### DIRECTIONS
Each entry needs to be reproduced verbatim.

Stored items
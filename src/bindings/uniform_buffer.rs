// SPDX-License-Identifier: Parity-7.0.0 OR PolyForm-Noncommercial-1.0.0
//! Uniform buffers with deferred first-bind flush.
//!
//! Writes made before the first [`bind`](UniformBuffer::bind) are buffered in host
//! memory and flushed exactly once when the device object is created at that first
//! bind.  Later writes go straight through to the driver.

use std::sync::{Arc, Mutex};

use crate::bindings::UsageClass;
use crate::driver::{BufferId, BufferTarget, Driver};

/// Binding a buffer to a slot the driver does not have.
#[derive(Debug, thiserror::Error)]
#[error("Binding slot {slot} exceeds driver limit {max}")]
pub struct SlotOutOfRange {
    pub slot: u32,
    pub max: u32,
}

#[derive(Debug)]
struct State {
    pending: Option<Vec<u8>>,
    device: Option<BufferId>,
}

/// A uniform buffer.  See the [module docs](self).
#[derive(Debug)]
pub struct UniformBuffer {
    byte_len: usize,
    driver: Arc<dyn Driver>,
    state: Mutex<State>,
}

impl UniformBuffer {
    pub fn new(driver: &Arc<dyn Driver>, byte_len: usize) -> Self {
        UniformBuffer {
            byte_len,
            driver: driver.clone(),
            state: Mutex::new(State {
                pending: Some(vec![0; byte_len]),
                device: None,
            }),
        }
    }

    /// Writes bytes at `offset`.
    ///
    /// Before the first bind this stages host-side; afterwards it reaches the driver
    /// immediately.
    ///
    /// # Panics
    ///
    /// Panics if the range exceeds the buffer.
    pub fn update(&self, offset: usize, bytes: &[u8]) {
        assert!(
            offset + bytes.len() <= self.byte_len,
            "Update range exceeds buffer length"
        );
        let mut state = self.state.lock().unwrap();
        let device = state.device;
        match (state.pending.as_mut(), device) {
            (Some(pending), _) => {
                pending[offset..offset + bytes.len()].copy_from_slice(bytes);
            }
            (None, Some(device)) => {
                self.driver.buffer_update(device, offset, bytes);
            }
            (None, None) => unreachable!("no staging and no device object"),
        }
    }

    /// Binds to a uniform slot, creating and flushing the device object on the
    /// first call.
    pub fn bind(&self, slot: u32) -> Result<(), SlotOutOfRange> {
        let max = self.driver.limits().max_uniform_buffer_slots;
        if slot >= max {
            return Err(SlotOutOfRange { slot, max });
        }
        let mut state = self.state.lock().unwrap();
        let device = match state.device {
            Some(device) => device,
            None => {
                let pending = state.pending.take().expect("pending writes before first bind");
                let id = self.driver.buffer_create(
                    BufferTarget::Uniform,
                    self.byte_len,
                    Some(&pending),
                    UsageClass::Dynamic,
                );
                state.device = Some(id);
                id
            }
        };
        self.driver
            .buffer_bind_range(BufferTarget::Uniform, slot, device, 0, self.byte_len);
        Ok(())
    }

    pub fn byte_len(&self) -> usize {
        self.byte_len
    }
}

impl Drop for UniformBuffer {
    fn drop(&mut self) {
        if let Some(device) = self.state.lock().unwrap().device.take() {
            self.driver.buffer_delete(device);
        }
    }
}

#[cfg(test)]
mod tests {
    use super::*;
    use crate::driver::trace::TraceDriver;

    #[test]
    fn writes_before_first_bind_flush_once() {
        let trace = TraceDriver::new();
        let driver: Arc<dyn Driver> = trace.clone();
        let buffer = UniformBuffer::new(&driver, 16);
        buffer.update(0, &[1; 8]);
        buffer.update(8, &[2; 8]);
        assert_eq!(trace.count_calls("buffer_update"), 0);
        buffer.bind(0).expect("bind");
        assert_eq!(trace.count_calls("buffer_create"), 1);
        assert_eq!(trace.count_calls("buffer_update"), 0);
        buffer.bind(1).expect("bind");
        assert_eq!(trace.count_calls("buffer_create"), 1);
    }

    #[test]
    fn slot_above_limit_is_reported() {
        let driver: Arc<dyn Driver> = TraceDriver::new();
        let buffer = UniformBuffer::new(&driver, 16);
        let max = driver.limits().max_uniform_buffer_slots;
        let err = buffer.bind(max).expect_err("out of range");
        assert_eq!(err.slot, max);
    }
}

### ANSWER BOX
filename src/bindings/uniform_buffer.rs
// SPDX-License-Identifier: Parity-7.0.0 OR PolyForm-Noncommercial-1.0.0
//! Uniform buffers with deferred first-bind flush.
//!
//! Writes made before the first [`bind`](UniformBuffer::bind) are buffered in host
//! memory and flushed exactly once when the device object is created at that first
//! bind.  Later writes go straight through to the driver.

use std::sync::{Arc, Mutex};

use crate::bindings::UsageClass;
use crate::driver::{BufferId, BufferTarget, Driver};

/// Binding a buffer to a slot the driver does not have.
#[derive(Debug, thiserror::Error)]
#[error("Binding slot {slot} exceeds driver limit {max}")]
pub struct SlotOutOfRange {
    pub slot: u32,
    pub max: u32,
}

#[derive(Debug)]
struct State {
    pending: Option<Vec<u8>>,
    device: Option<BufferId>,
}

/// A uniform buffer.  See the [module docs](self).
#[derive(Debug)]
pub struct UniformBuffer {
    byte_len: usize,
    driver: Arc<dyn Driver>,
    state: Mutex<State>,
}

impl UniformBuffer {
    pub fn new(driver: &Arc<dyn Driver>, byte_len: usize) -> Self {
        UniformBuffer {
            byte_len,
            driver: driver.clone(),
            state: Mutex::new(State {
                pending: Some(vec![0; byte_len]),
                device: None,
            }),
        }
    }

    /// Writes bytes at `offset`.
    ///
    /// Before the first bind this stages host-side; afterwards it reaches the driver
    /// immediately.
    ///
    /// # Panics
    ///
    /// Panics if the range exceeds the buffer.
    pub fn update(&self, offset: usize, bytes: &[u8]) {
        assert!(
            offset + bytes.len() <= self.byte_len,
            "Update range exceeds buffer length"
        );
        let mut state = self.state.lock().unwrap();
        let device = state.device;
        match (state.pending.as_mut(), device) {
            (Some(pending), _) => {
                pending[offset..offset + bytes.len()].copy_from_slice(bytes);
            }
            (None, Some(device)) => {
                self.driver.buffer_update(device, offset, bytes);
            }
            (None, None) => unreachable!("no staging and no device object"),
        }
    }

    /// Binds to a uniform slot, creating and flushing the device object on the
    /// first call.
    pub fn bind(&self, slot: u32) -> Result<(), SlotOutOfRange> {
        let max = self.driver.limits().max_uniform_buffer_slots;
        if slot >= max {
            return Err(SlotOutOfRange { slot, max });
        }
        let mut state = self.state.lock().unwrap();
        let device = match state.device {
            Some(device) => device,
            None => {
                let pending = state.pending.take().expect("pending writes before first bind");
                let id = self.driver.buffer_create(
                    BufferTarget::Uniform,
                    self.byte_len,
                    Some(&pending),
                    UsageClass::Dynamic,
                );
                state.device = Some(id);
                id
            }
        };
        self.driver
            .buffer_bind_range(BufferTarget::Uniform, slot, device, 0, self.byte_len);
        Ok(())
    }

    pub fn byte_len(&self) -> usize {
        self.byte_len
    }
}

impl Drop for UniformBuffer {
    fn drop(&mut self) {
        if let Some(device) = self.state.lock().unwrap().device.take() {
            self.driver.buffer_delete(device);
        }
    }
}

#[cfg(test)]
mod tests {
    use super::*;
    use crate::driver::trace::TraceDriver;

    #[test]
    fn writes_before_first_bind_flush_once() {
        let trace = TraceDriver::new();
        let driver: Arc<dyn Driver> = trace.clone();
        let buffer = UniformBuffer::new(&driver, 16);
        buffer.update(0, &[1; 8]);
        buffer.update(8, &[2; 8]);
        assert_eq!(trace.count_calls("buffer_update"), 0);
        buffer.bind(0).expect("bind");
        assert_eq!(trace.count_calls("buffer_create"), 1);
        assert_eq!(trace.count_calls("buffer_update"), 0);
        buffer.bind(1).expect("bind");
        assert_eq!(trace.count_calls("buffer_create"), 1);
    }

    #[test]
    fn slot_above_limit_is_reported() {
        let driver: Arc<dyn Driver> = TraceDriver::new();
        let buffer = UniformBuffer::new(&driver, 16);
        let max = driver.limits().max_uniform_buffer_slots;
        let err = buffer.bind(max).expect_err("out of range");
        assert_eq!(err.slot, max);
    }
}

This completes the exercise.